Dieresis

See also: Dieresis (homonymy)

The dieresis (¨) is a diacritic of the Latin alphabet inherited the Greek dieresis. It is made of two points juxtaposed which can place, in French, on the vowels E , I , U (and there in proper names) to indicate, normally, which the vowel which precedes must be separately marked and does not form part of a Digramme. For example, corn decides as my hoists and not like but . This dieresis also appears in common nouns of foreign origin but considered as introduced “French”: “Länder (plural of Land, German word)” or Angström.

The Tréma is sometimes the same graphic sign as the sign of German Umlaut , although its significance and its origin are different.

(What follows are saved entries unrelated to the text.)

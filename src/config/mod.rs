//! Environment-backed configuration.
//!
//! Most settings have defaults. Override with `RUBRIC_*` environment
//! variables.

pub mod error;


pub use error::ConfigError;

use std::env;
use std::net::IpAddr;
use std::path::PathBuf;

/// Server configuration loaded from environment variables.
///
/// Use [`Config::from_env`] to read `RUBRIC_*` overrides on top of defaults.
#[derive(Debug, Clone)]
pub struct Config {
    /// HTTP server port. Default: `8080`.
    pub port: u16,

    /// IP address to bind to. Default: `127.0.0.1`.
    pub bind_addr: IpAddr,

    /// Path to the serialized regressor artifact (JSON). Required at
    /// startup; the process does not start without it.
    pub regressor_path: Option<PathBuf>,

    /// Directory with the sentence-encoder files (`config.json`,
    /// `model.safetensors`, `tokenizer.json`). Unset runs the stub embedder.
    pub embedder_path: Option<PathBuf>,
}

impl Default for Config {
    fn default() -> Self {
        Self {
            port: 8080,
            bind_addr: IpAddr::V4(std::net::Ipv4Addr::new(127, 0, 0, 1)),
            regressor_path: None,
            embedder_path: None,
        }
    }
}

impl Config {
    const ENV_PORT: &'static str = "RUBRIC_PORT";
    const ENV_BIND_ADDR: &'static str = "RUBRIC_BIND_ADDR";
    const ENV_REGRESSOR_PATH: &'static str = "RUBRIC_REGRESSOR_PATH";
    const ENV_EMBEDDER_PATH: &'static str = "RUBRIC_EMBEDDER_PATH";

    /// Loads configuration from environment variables (falling back to defaults).
    pub fn from_env() -> Result<Self, ConfigError> {
        let defaults = Self::default();

        let port = Self::parse_port_from_env(defaults.port)?;
        let bind_addr = Self::parse_bind_addr_from_env(defaults.bind_addr)?;
        let regressor_path = Self::parse_optional_path_from_env(Self::ENV_REGRESSOR_PATH);
        let embedder_path = Self::parse_optional_path_from_env(Self::ENV_EMBEDDER_PATH);

        Ok(Self {
            port,
            bind_addr,
            regressor_path,
            embedder_path,
        })
    }

    /// Validates configured paths (does not load anything).
    pub fn validate(&self) -> Result<(), ConfigError> {
        if let Some(ref path) = self.regressor_path {
            if !path.exists() {
                return Err(ConfigError::PathNotFound { path: path.clone() });
            }
            if !path.is_file() {
                return Err(ConfigError::NotAFile { path: path.clone() });
            }
        }

        if let Some(ref path) = self.embedder_path {
            if !path.exists() {
                return Err(ConfigError::PathNotFound { path: path.clone() });
            }
            if !path.is_dir() {
                return Err(ConfigError::NotADirectory { path: path.clone() });
            }
        }

        Ok(())
    }

    /// Returns `"{bind_addr}:{port}"` (useful for logging/binding).
    pub fn socket_addr(&self) -> String {
        format!("{}:{}", self.bind_addr, self.port)
    }

    fn parse_port_from_env(default: u16) -> Result<u16, ConfigError> {
        match env::var(Self::ENV_PORT) {
            Ok(value) => {
                let port: u16 = value.parse().map_err(|e| ConfigError::PortParseError {
                    value: value.clone(),
                    source: e,
                })?;

                if port == 0 {
                    return Err(ConfigError::InvalidPort { value });
                }

                Ok(port)
            }
            Err(_) => Ok(default),
        }
    }

    fn parse_bind_addr_from_env(default: IpAddr) -> Result<IpAddr, ConfigError> {
        match env::var(Self::ENV_BIND_ADDR) {
            Ok(value) => value
                .parse()
                .map_err(|e| ConfigError::InvalidBindAddr { value, source: e }),
            Err(_) => Ok(default),
        }
    }

    fn parse_optional_path_from_env(var_name: &str) -> Option<PathBuf> {
        env::var(var_name)
            .ok()
            .map(|v| v.trim().to_string())
            .filter(|v| !v.is_empty())
            .map(PathBuf::from)
    }
}
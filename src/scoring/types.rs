use serde::{Deserialize, Serialize};

/// Incoming evaluation request.
///
/// Parsing is permissive by design: absent `answer`/`response` fields become
/// empty strings, and `responses` only triggers batch mode when it is
/// actually a JSON array (any other type falls through to single mode).
#[derive(Debug, Clone, Default, Deserialize)]
pub struct EvaluationRequest {
    /// Reference answer the responses are scored against.
    #[serde(default)]
    pub answer: String,

    /// Batch input: scored in order when present and an array.
    #[serde(default)]
    pub responses: Option<serde_json::Value>,

    /// Single input: used only when `responses` is absent or not an array.
    #[serde(default)]
    pub response: String,
}

impl EvaluationRequest {
    /// Returns the batch items when the request is in batch mode.
    ///
    /// Non-string array items are treated as empty strings, consistent with
    /// the absent-field defaults.
    pub fn batch_items(&self) -> Option<Vec<String>> {
        let array = self.responses.as_ref()?.as_array()?;
        Some(
            array
                .iter()
                .map(|item| item.as_str().unwrap_or_default().to_string())
                .collect(),
        )
    }
}

/// Scores for one response. `response` echoes the caller's original string,
/// never the trimmed/normalized form.
#[derive(Debug, Clone, Serialize)]
pub struct ResponseScore {
    pub response: String,
    pub semantic_score: f32,
    pub keyword_score: f32,
    pub grammar_score: f32,
    pub predicted_score: f32,
}

/// Evaluation output. Batch results are wrapped under `results`; a single
/// result is returned as the bare object. The asymmetry mirrors the input
/// shape and is part of the wire contract.
#[derive(Debug, Serialize)]
#[serde(untagged)]
pub enum Evaluation {
    Batch { results: Vec<ResponseScore> },
    Single(ResponseScore),
}
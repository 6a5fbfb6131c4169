use thiserror::Error;

use crate::embedding::EmbeddingError;

#[derive(Debug, Error)]
pub enum ScoringError {
    #[error("embedding failed: {0}")]
    Embedding(#[from] EmbeddingError),
}
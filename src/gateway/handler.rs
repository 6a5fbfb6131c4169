use axum::response::IntoResponse;
use axum::{Json, extract::State, response::Response};
use tracing::{error, info, instrument};

use crate::gateway::error::GatewayError;
use crate::gateway::state::HandlerState;
use crate::scoring::{Evaluation, EvaluationRequest};
use crate::tagger::Tagger;

/// `POST /evaluate`: scores one response or an ordered batch against the
/// reference answer.
#[instrument(skip(state, request))]
pub async fn evaluate_handler<T: Tagger + 'static>(
    State(state): State<HandlerState<T>>,
    Json(request): Json<EvaluationRequest>,
) -> Result<Response, GatewayError> {
    let evaluation = state.evaluator.evaluate(&request).inspect_err(|e| {
        error!(error = %e, "Evaluation failed");
    })?;

    match &evaluation {
        Evaluation::Batch { results } => {
            info!(results = results.len(), "Batch evaluation complete");
        }
        Evaluation::Single(_) => {
            info!("Single evaluation complete");
        }
    }

    Ok(Json(evaluation).into_response())
}
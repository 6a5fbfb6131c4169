//! Orchestrates normalization, the three sub-scores, and the regressor.

use std::sync::Arc;

use tracing::debug;

use crate::embedding::SentenceEmbedder;
use crate::normalize::normalize;
use crate::regressor::ScoreRegressor;
use crate::tagger::Tagger;

use super::types::{Evaluation, EvaluationRequest, ResponseScore};
use super::{ScoringError, grammar_score, keyword_score, round2, semantic_score};

/// Scoring orchestrator. Holds the process-wide, read-only collaborators;
/// loaded once at startup and shared across requests.
pub struct Evaluator<T: Tagger> {
    embedder: Arc<SentenceEmbedder>,
    tagger: T,
    regressor: Arc<ScoreRegressor>,
}

impl<T: Tagger> Evaluator<T> {
    pub fn new(
        embedder: Arc<SentenceEmbedder>,
        tagger: T,
        regressor: Arc<ScoreRegressor>,
    ) -> Self {
        Self {
            embedder,
            tagger,
            regressor,
        }
    }

    pub fn embedder(&self) -> &SentenceEmbedder {
        &self.embedder
    }

    pub fn regressor(&self) -> &ScoreRegressor {
        &self.regressor
    }

    /// Evaluates a request in batch or single mode, mirroring the input
    /// shape in the output shape.
    pub fn evaluate(&self, request: &EvaluationRequest) -> Result<Evaluation, ScoringError> {
        let answer = normalize(request.answer.trim().to_lowercase().as_str());

        match request.batch_items() {
            Some(items) => {
                debug!(batch_size = items.len(), "Evaluating batch request");
                let results = items
                    .iter()
                    .map(|response| self.score_response(&answer, response))
                    .collect::<Result<Vec<_>, _>>()?;
                Ok(Evaluation::Batch { results })
            }
            None => {
                debug!("Evaluating single-response request");
                let result = self.score_response(&answer, &request.response)?;
                Ok(Evaluation::Single(result))
            }
        }
    }

    /// Scores one response against the already-normalized answer. The
    /// result echoes the original, untrimmed response string.
    fn score_response(
        &self,
        normalized_answer: &str,
        original_response: &str,
    ) -> Result<ResponseScore, ScoringError> {
        let response = normalize(original_response.trim().to_lowercase().as_str());

        let semantic = semantic_score(&self.embedder, normalized_answer, &response)?;
        let keyword = keyword_score(normalized_answer, &response);
        let grammar = grammar_score(&self.tagger, &response);

        // Feature order is part of the regressor contract.
        let features = [semantic, keyword, grammar];
        let predicted = round2(self.regressor.predict(&features));

        debug!(
            semantic,
            keyword, grammar, predicted, "Scored response"
        );

        Ok(ResponseScore {
            response: original_response.to_string(),
            semantic_score: semantic,
            keyword_score: keyword,
            grammar_score: grammar,
            predicted_score: predicted,
        })
    }
}
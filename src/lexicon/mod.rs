//! English stop words and a rule-based noun lemmatizer.
//!
//! Both are bundled so the keyword scorer needs no external resources at
//! runtime. The lemmatizer only targets the noun forms that matter for
//! set-overlap scoring: irregular plurals plus common plural suffixes.

use std::collections::HashSet;
use std::sync::LazyLock;

/// English stop words excluded from keyword comparison.
const STOP_WORD_LIST: &[&str] = &[
    "i", "me", "my", "myself", "we", "our", "ours", "ourselves", "you", "your", "yours",
    "yourself", "yourselves", "he", "him", "his", "himself", "she", "her", "hers", "herself",
    "it", "its", "itself", "they", "them", "their", "theirs", "themselves", "what", "which",
    "who", "whom", "this", "that", "these", "those", "am", "is", "are", "was", "were", "be",
    "been", "being", "have", "has", "had", "having", "do", "does", "did", "doing", "a", "an",
    "the", "and", "but", "if", "or", "because", "as", "until", "while", "of", "at", "by",
    "for", "with", "about", "against", "between", "into", "through", "during", "before",
    "after", "above", "below", "to", "from", "up", "down", "in", "out", "on", "off", "over",
    "under", "again", "further", "then", "once", "here", "there", "when", "where", "why",
    "how", "all", "any", "both", "each", "few", "more", "most", "other", "some", "such",
    "no", "nor", "not", "only", "own", "same", "so", "than", "too", "very", "s", "t", "can",
    "will", "just", "don", "should", "now",
];

static STOP_WORDS: LazyLock<HashSet<&'static str>> =
    LazyLock::new(|| STOP_WORD_LIST.iter().copied().collect());

/// Irregular plural forms the suffix rules cannot reach.
const IRREGULAR_PLURALS: &[(&str, &str)] = &[
    ("men", "man"),
    ("women", "woman"),
    ("children", "child"),
    ("feet", "foot"),
    ("teeth", "tooth"),
    ("geese", "goose"),
    ("mice", "mouse"),
    ("matrices", "matrix"),
    ("indices", "index"),
    ("vertices", "vertex"),
    ("analyses", "analysis"),
    ("hypotheses", "hypothesis"),
    ("criteria", "criterion"),
];

/// Returns `true` if `word` is in the bundled English stop-word set.
pub fn is_stopword(word: &str) -> bool {
    STOP_WORDS.contains(word)
}

/// Reduces a word to its base (dictionary) form.
///
/// Irregular plurals are mapped directly; otherwise plural suffixes are
/// stripped (`studies` -> `study`, `boxes` -> `box`, `models` -> `model`).
/// Words that match no rule are returned unchanged.
pub fn lemmatize(word: &str) -> String {
    for (plural, singular) in IRREGULAR_PLURALS {
        if word == *plural {
            return (*singular).to_string();
        }
    }

    if word.len() > 4 && word.ends_with("ies") {
        return format!("{}y", &word[..word.len() - 3]);
    }

    if word.len() > 4
        && (word.ends_with("sses")
            || word.ends_with("xes")
            || word.ends_with("zes")
            || word.ends_with("ches")
            || word.ends_with("shes"))
    {
        return word[..word.len() - 2].to_string();
    }

    if word.len() > 3
        && word.ends_with('s')
        && !word.ends_with("ss")
        && !word.ends_with("us")
        && !word.ends_with("is")
    {
        return word[..word.len() - 1].to_string();
    }

    word.to_string()
}

#[cfg(test)]
mod tests {
    use super::*;

    #[test]
    fn common_stop_words_are_recognized() {
        for word in ["the", "is", "and", "of", "for", "a"] {
            assert!(is_stopword(word), "{word} should be a stop word");
        }
    }

    #[test]
    fn content_words_are_not_stop_words() {
        for word in ["model", "regression", "learning", "vector"] {
            assert!(!is_stopword(word), "{word} should not be a stop word");
        }
    }

    #[test]
    fn lemmatizes_regular_plurals() {
        assert_eq!(lemmatize("models"), "model");
        assert_eq!(lemmatize("features"), "feature");
        assert_eq!(lemmatize("studies"), "study");
        assert_eq!(lemmatize("boxes"), "box");
        assert_eq!(lemmatize("matches"), "match");
        assert_eq!(lemmatize("classes"), "class");
    }

    #[test]
    fn lemmatizes_irregular_plurals() {
        assert_eq!(lemmatize("children"), "child");
        assert_eq!(lemmatize("matrices"), "matrix");
        assert_eq!(lemmatize("analyses"), "analysis");
    }

    #[test]
    fn leaves_base_forms_alone() {
        assert_eq!(lemmatize("model"), "model");
        assert_eq!(lemmatize("class"), "class");
        assert_eq!(lemmatize("analysis"), "analysis");
        assert_eq!(lemmatize("corpus"), "corpus");
        assert_eq!(lemmatize("gas"), "gas");
    }
}
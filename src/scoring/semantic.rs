//! Semantic similarity scoring via sentence embeddings.

use crate::embedding::{SentenceEmbedder, cosine_similarity};

use super::{ScoringError, round3};

/// Cosine similarity of the two sentence embeddings, rounded to 3 decimals.
///
/// Either input being empty or whitespace-only is defined as `0.0` rather
/// than deferring to whatever the embedder produces for an empty token
/// sequence.
pub fn semantic_score(
    embedder: &SentenceEmbedder,
    reference: &str,
    response: &str,
) -> Result<f32, ScoringError> {
    if reference.trim().is_empty() || response.trim().is_empty() {
        return Ok(0.0);
    }

    let reference_embedding = embedder.embed(reference)?;
    let response_embedding = embedder.embed(response)?;

    Ok(round3(cosine_similarity(
        &reference_embedding,
        &response_embedding,
    )))
}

In French, there does not exist common noun containing ÿ . It appears on the other hand in several proper names:

  • communes: Aÿ, Faÿ-lès-Nemours, Freÿr, the Haÿ-the-Pinks and Moÿ-with-the Aisne;
  • street names: street and public garden of Cloÿs in the 18e district of Paris;
  • family names:
    • Aÿ (II) is it twelfth Pharaon of XVIIIe dynasty (period of the New Empire);
    • Charles de Croÿ (1510-1612);
    • Guillaume de Croÿ (1458-1521);
    • Emmanuel de Croÿ (1717-1787);
    • Ghÿs, French version of a patronym of Flemish origin (Ghij);
    • Pierre Louÿs (1870-1925).

The use of the dieresis started, a very floating way and rather seldom, in the Western languages as from the 12th century in manuscripts in Anglo-Norman. It traces more like a Double acute accent (redoubling of a apex) that like our dieresis. The Imprimerie had to be awaited so that its use spread and started to be codified as from the 16th century.

Independent letters

In the Hungarian alphabets, Swedish and Finnish, ä and ö are independent letters. They are placed at the end of the alphabet, after Z and å, and have the same German origin as the ä and the ö, which are however not independent letters. See also å.

Other alphabets

Russian uses the dieresis on the letter е to note the accentuated sound. There will be thus все (all) and всё (all). The letter ё generally appears to replace a letter е or о under the accent, for example весёлый (merry) to put in glance with весело (merrily). It should however be noted that this distinction seldom appears out of the works intended for teaching: one will write thus indifferently все or всё, with load with the reader to make the distinction with the oral examination. The letter ё note also sometimes sounds and in the transcription of foreign words: гримёр ( make-up man , of French grimor ), серьёзный (serious).

The Ukrainian does not know the Russian ё , but uses the dieresis to distinguish ї from і .

Insertion on French a Windows keyboard

, then the vowel.

Insertion on a keyboard Apple QWERTY

, then the vowel.

Related articles

Source

  • Jacques Andre, '' ISO Latin-1, standard of coding of the European characters? three French characters are absent! '', Nov. 1996,13 p.